1.       SUMMARY OF SIGNIFICANT ACCOUNTING POLICIES:

         The unaudited condensed consolidated financial statements include the
accounts of TEI, Inc. and its wholly owned subsidiaries (the "Company"). The
unaudited condensed consolidated financial statements have been prepared
consistent with the accounting policies reflected in the audited consolidated
financial statements included in the Company's Form 10-K filed with the
Securities and Exchange Commission on March 31, 1998, and should be read in
conjunction therewith.

         In management's opinion, the unaudited condensed consolidated financial
statements include all adjustments necessary for a fair presentation of the
Company's consolidated financial position at September 30, 1998, the
consolidated results of its operations for the three-month and nine-month
periods ended September 30, 1998 and 1997, and its consolidated cash flows for
the nine-month periods ended September 30, 1998 and 1997. All such adjustments
are of a normal recurring nature. Interim results are not necessarily indicative
of results for a full year.

         EARNINGS (LOSS) PER COMMON SHARE

         In 1997, the Company adopted the provisions of Statement of Financial
Accounting Standards No. 128, EARNINGS PER SHARE ("SFAS No. 128"). SFAS No. 128
specifies the computation, presentation, and disclosure requirements for
earnings per share for entities with publicly held common stock. It replaces the
presentation of primary earnings per share with a presentation of earnings per
common share and fully diluted earnings per share with earnings per common share
- - assuming dilution. In the periods presented, outstanding stock options are not
included in the computation of earnings per common share - assuming dilution as
the options' effects are antidilutive.

         NEW ACCOUNTING STANDARDS

         In June 1997, the Financial Accounting Standards Board issued Statement
of Financial Accounting Standards No. 130, REPORTING COMPREHENSIVE INCOME ("SFAS
No. 130"). SFAS No. 130 establishes standards for reporting and presentation of
comprehensive income and its components. Comprehensive income is defined as the
change in equity of a business enterprise during a period from transactions and
other events and circumstances from nonowner sources and includes all changes in
equity during a period, except those resulting from investments by owners and
distributions to owners. SFAS No. 130 is effective for the Company for the year
ended December 31, 1998. Initial adoption of this standard had no impact on the
Company's financial statements.

2.       RECENT EVENTS:

         During April 1998, the Company entered into letters of intent with a
group of three financial service firms. Under the terms of the agreements, the
Company would organize a newly formed subsidiary corporation that would acquire
all ownership of the three firms in a stock-for-stock transaction. TEI would
file a proxy statement and registration statement with the SEC. Upon the
appropriate approvals of the SEC and Nasdaq for the registration and stock
listing, TEI would merge into the subsidiary. Current shareholders of TEI would
own slightly more than 50% of the new company, and current shareholders and
partners of the three financial service firms would own slightly less than 50%
of the new company. The letters of intent are subject to: i) approval of
shareholders of TEI, ii) receipt of approvals by all governmental organizations
having jurisdiction over the parties involved in the transaction, iii) receipt
of a financial fairness opinion from an investment banking firm, iv) absence of
adverse changes in the financial condition of the parties involved in the
transaction, v) SEC and Nasdaq approvals for registration and listing of the new
company's shares, and vi) other related conditions. This transaction is subject
to the consummation of a definitive agreement among all the parties.
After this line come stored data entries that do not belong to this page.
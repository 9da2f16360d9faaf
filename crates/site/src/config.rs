//! Site configuration loaded from environment variables.
//!
//! # Environment Variables
//!
//! ## Required
//! - `SUPABASE_URL` - Project URL of the hosted backend (database, storage, auth)
//! - `SUPABASE_ANON_KEY` - Public API key sent with every backend request
//!
//! ## Optional
//! - `SITE_HOST` - Bind address (default: 127.0.0.1)
//! - `SITE_PORT` - Listen port (default: 3000)
//! - `SITE_BASE_URL` - Public URL of the site (default: `http://localhost:3000`)
//! - `PAGE_CACHE_TTL_SECS` - Lifetime of cached public pages (default: 60)
//! - `SENTRY_DSN` - Sentry error tracking DSN
//! - `SENTRY_ENVIRONMENT` - Sentry environment name
//! - `SENTRY_SAMPLE_RATE` - Error sample rate (default: 1.0)
//! - `SENTRY_TRACES_SAMPLE_RATE` - Transaction sample rate (default: 0.1)

use std::net::{IpAddr, SocketAddr};
use std::time::Duration;

use secrecy::SecretString;
use thiserror::Error;
use url::Url;

/// Configuration errors that can occur during loading.
#[derive(Debug, Error)]
pub enum ConfigError {
    #[error("Missing environment variable: {0}")]
    MissingEnvVar(String),
    #[error("Invalid environment variable {0}: {1}")]
    InvalidEnvVar(String, String),
}

/// Site application configuration.
#[derive(Debug, Clone)]
pub struct SiteConfig {
    /// IP address to bind the server to
    pub host: IpAddr,
    /// Port to listen on
    pub port: u16,
    /// Public base URL for the site
    pub base_url: String,
    /// Hosted backend connection
    pub supabase: SupabaseConfig,
    /// How long rendered public page data stays cached
    pub page_cache_ttl: Duration,
    /// Sentry DSN for error tracking
    pub sentry_dsn: Option<String>,
    /// Sentry environment (e.g. "production")
    pub sentry_environment: Option<String>,
    /// Sentry error sample rate
    pub sentry_sample_rate: f32,
    /// Sentry transaction sample rate
    pub sentry_traces_sample_rate: f32,
}

/// Hosted backend connection settings.
///
/// Implements `Debug` manually to redact the API key.
#[derive(Clone)]
pub struct SupabaseConfig {
    /// Project URL, e.g. `https://abcd.supabase.co`
    pub url: Url,
    /// API key sent as `apikey` and as the bearer token for anonymous calls
    pub api_key: SecretString,
}

impl std::fmt::Debug for SupabaseConfig {
    fn fmt(&self, f: &mut std::fmt::Formatter<'_>) -> std::fmt::Result {
        f.debug_struct("SupabaseConfig")
            .field("url", &self.url.as_str())
            .field("api_key", &"[REDACTED]")
            .finish()
    }
}

impl SiteConfig {
    /// Load configuration from environment variables.
    ///
    /// Calls `dotenvy::dotenv()` to load from `.env` file if present.
    ///
    /// # Errors
    ///
    /// Returns `ConfigError` if required variables are missing or invalid.
    pub fn from_env() -> Result<Self, ConfigError> {
        // Load .env file if present (ignore errors if not found)
        let _ = dotenvy::dotenv();
        Self::from_source(&|key: &str| std::env::var(key).ok())
    }

    /// Load configuration from an arbitrary key lookup.
    ///
    /// # Errors
    ///
    /// Returns `ConfigError` if required variables are missing or invalid.
    pub fn from_source(source: &dyn Fn(&str) -> Option<String>) -> Result<Self, ConfigError> {
        let env = Env(source);

        let host = env
            .or_default("SITE_HOST", "127.0.0.1")
            .parse::<IpAddr>()
            .map_err(|e| ConfigError::InvalidEnvVar("SITE_HOST".to_string(), e.to_string()))?;
        let port = env
            .or_default("SITE_PORT", "3000")
            .parse::<u16>()
            .map_err(|e| ConfigError::InvalidEnvVar("SITE_PORT".to_string(), e.to_string()))?;
        let base_url = env.or_default("SITE_BASE_URL", "http://localhost:3000");
        let supabase = SupabaseConfig::from_source(source, "SUPABASE_ANON_KEY")?;
        let page_cache_ttl = env
            .or_default("PAGE_CACHE_TTL_SECS", "60")
            .parse::<u64>()
            .map(Duration::from_secs)
            .map_err(|e| {
                ConfigError::InvalidEnvVar("PAGE_CACHE_TTL_SECS".to_string(), e.to_string())
            })?;
        let sentry_dsn = env.optional("SENTRY_DSN");
        let sentry_environment = env.optional("SENTRY_ENVIRONMENT");
        let sentry_sample_rate = env
            .optional("SENTRY_SAMPLE_RATE")
            .and_then(|s| s.parse().ok())
            .unwrap_or(1.0);
        let sentry_traces_sample_rate = env
            .optional("SENTRY_TRACES_SAMPLE_RATE")
            .and_then(|s| s.parse().ok())
            .unwrap_or(0.1);

        Ok(Self {
            host,
            port,
            base_url,
            supabase,
            page_cache_ttl,
            sentry_dsn,
            sentry_environment,
            sentry_sample_rate,
            sentry_traces_sample_rate,
        })
    }

    /// Returns the socket address for binding the server.
    #[must_use]
    pub const fn socket_addr(&self) -> SocketAddr {
        SocketAddr::new(self.host, self.port)
    }

    /// Whether the site is served over HTTPS (controls secure cookies).
    #[must_use]
    pub fn is_secure(&self) -> bool {
        self.base_url.starts_with("https://")
    }
}

impl SupabaseConfig {
    /// Load the backend URL plus the API key stored under `key_var`.
    ///
    /// The site uses the public anon key. Operator tooling passes the
    /// service-role key variable instead.
    ///
    /// # Errors
    ///
    /// Returns `ConfigError` if either value is missing or the URL is invalid.
    pub fn from_env(key_var: &str) -> Result<Self, ConfigError> {
        let _ = dotenvy::dotenv();
        Self::from_source(&|key: &str| std::env::var(key).ok(), key_var)
    }

    fn from_source(
        source: &dyn Fn(&str) -> Option<String>,
        key_var: &str,
    ) -> Result<Self, ConfigError> {
        let env = Env(source);
        let raw_url = env.required("SUPABASE_URL")?;
        let url = Url::parse(raw_url.trim_end_matches('/'))
            .map_err(|e| ConfigError::InvalidEnvVar("SUPABASE_URL".to_string(), e.to_string()))?;
        let api_key = SecretString::from(env.required(key_var)?);
        Ok(Self { url, api_key })
    }
}

// =============================================================================
// Helper Functions
// =============================================================================

/// Environment lookup with the usual required/optional/default helpers.
struct Env<'a>(&'a dyn Fn(&str) -> Option<String>);

impl Env<'_> {
    /// Get a required variable. Blank values count as missing.
    fn required(&self, key: &str) -> Result<String, ConfigError> {
        self.optional(key)
            .ok_or_else(|| ConfigError::MissingEnvVar(key.to_string()))
    }

    /// Get an optional variable. Blank values count as unset.
    fn optional(&self, key: &str) -> Option<String> {
        (self.0)(key).filter(|value| !value.trim().is_empty())
    }

    /// Get a variable with a default value.
    fn or_default(&self, key: &str, default: &str) -> String {
        self.optional(key).unwrap_or_else(|| default.to_string())
    }
}

#[cfg(test)]
#[allow(clippy::unwrap_used)]
mod tests {
    use std::collections::HashMap;

    use secrecy::ExposeSecret;

    use super::*;

    fn load(vars: &[(&str, &str)]) -> Result<SiteConfig, ConfigError> {
        let map: HashMap<String, String> = vars
            .iter()
            .map(|(k, v)| ((*k).to_string(), (*v).to_string()))
            .collect();
        SiteConfig::from_source(&move |key: &str| map.get(key).cloned())
    }

    #[test]
    fn test_minimal_config_uses_defaults() {
        let config = load(&[
            ("SUPABASE_URL", "https://abcd.supabase.co/"),
            ("SUPABASE_ANON_KEY", "anon-key"),
        ])
        .unwrap();

        assert_eq!(config.socket_addr().to_string(), "127.0.0.1:3000");
        assert_eq!(config.supabase.url.as_str(), "https://abcd.supabase.co/");
        assert_eq!(config.supabase.api_key.expose_secret(), "anon-key");
        assert_eq!(config.page_cache_ttl, Duration::from_secs(60));
        assert!(!config.is_secure());
        assert!(config.sentry_dsn.is_none());
    }

    #[test]
    fn test_missing_url_is_fatal() {
        let err = load(&[("SUPABASE_ANON_KEY", "anon-key")]).unwrap_err();
        assert!(matches!(err, ConfigError::MissingEnvVar(ref key) if key == "SUPABASE_URL"));
    }

    #[test]
    fn test_blank_key_is_missing() {
        let err = load(&[
            ("SUPABASE_URL", "https://abcd.supabase.co"),
            ("SUPABASE_ANON_KEY", "  "),
        ])
        .unwrap_err();
        assert!(matches!(err, ConfigError::MissingEnvVar(ref key) if key == "SUPABASE_ANON_KEY"));
    }

    #[test]
    fn test_invalid_values() {
        let err = load(&[
            ("SUPABASE_URL", "not a url"),
            ("SUPABASE_ANON_KEY", "anon-key"),
        ])
        .unwrap_err();
        assert!(matches!(err, ConfigError::InvalidEnvVar(ref key, _) if key == "SUPABASE_URL"));

        let err = load(&[
            ("SUPABASE_URL", "https://abcd.supabase.co"),
            ("SUPABASE_ANON_KEY", "anon-key"),
            ("SITE_PORT", "eighty"),
        ])
        .unwrap_err();
        assert!(matches!(err, ConfigError::InvalidEnvVar(ref key, _) if key == "SITE_PORT"));
    }

    #[test]
    fn test_debug_redacts_api_key() {
        let config = load(&[
            ("SUPABASE_URL", "https://abcd.supabase.co"),
            ("SUPABASE_ANON_KEY", "super-sensitive-key"),
            ("SITE_BASE_URL", "https://premiumfood.ng"),
        ])
        .unwrap();
        let debug = format!("{config:?}");
        assert!(!debug.contains("super-sensitive-key"));
        assert!(debug.contains("[REDACTED]"));
        assert!(config.is_secure());
    }
}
         The Company's wastewater treatment business is performing at levels
below expectations and, should the merger referred to above be consummated,
would be the only non-financial service business owned and operated by the
Company. As a result, management is considering alternatives including selling
Energy Recovery Resources, Inc.

                                        6
<PAGE>
                           TEI, INC. AND SUBSIDIARIES
         NOTES TO CONDENSED CONSOLIDATED FINANCIAL STATEMENTS, CONTINUED


("ERRI"), although no decision has been made. ERRI incurred an operating loss of
$356,000 for the three months ended September 30, 1998, including noncash
charges for depreciation and amortization of $184,000, and a $47,000 pre-tax
loss to write down waste oil inventory to its estimated market value. Further
inventory write-down could occur. In addition, if management is unable to
improve profitability of ERRI, the goodwill associated with that business may be
impaired. Should the Company elect to sell ERRI, the Company may not recover all
of its investment.

3.       DISCONTINUED OPERATIONS:

         The Board of Directors of the Company elected to discontinue operations
at its Engineered Systems, Inc. subsidiary ("ESI"), as of December 31, 1995.
ESI's revenues and operating losses were $1,655,000 and $1,520,000,
respectively, for the nine months ended September 30, 1997. Certain assets of
ESI were sold on December 23, 1997, for a $500,000 note due in 2002. The
purchaser has also agreed to complete customer contracts that were in process at
the time of the sale; however, the Company remains primarily responsible for
completing such contracts. Should the purchaser's cost to complete the contracts
exceed the amounts collected from the customers, the Company is liable to
reimburse the purchaser for the excess contract completion costs. The Company
continues to experience significant changes in these estimates and it is
reasonably possible that such changes could occur in the future resulting in
additional losses to the Company. The purchaser has notified the Company that
delays and installation problems on several contracts have significantly
increased estimated costs to complete those contracts. As a result, the Company
has recorded an additional charge to discontinued operations of $109,000, net of
tax to increase the liability for estimates to complete ESI projects.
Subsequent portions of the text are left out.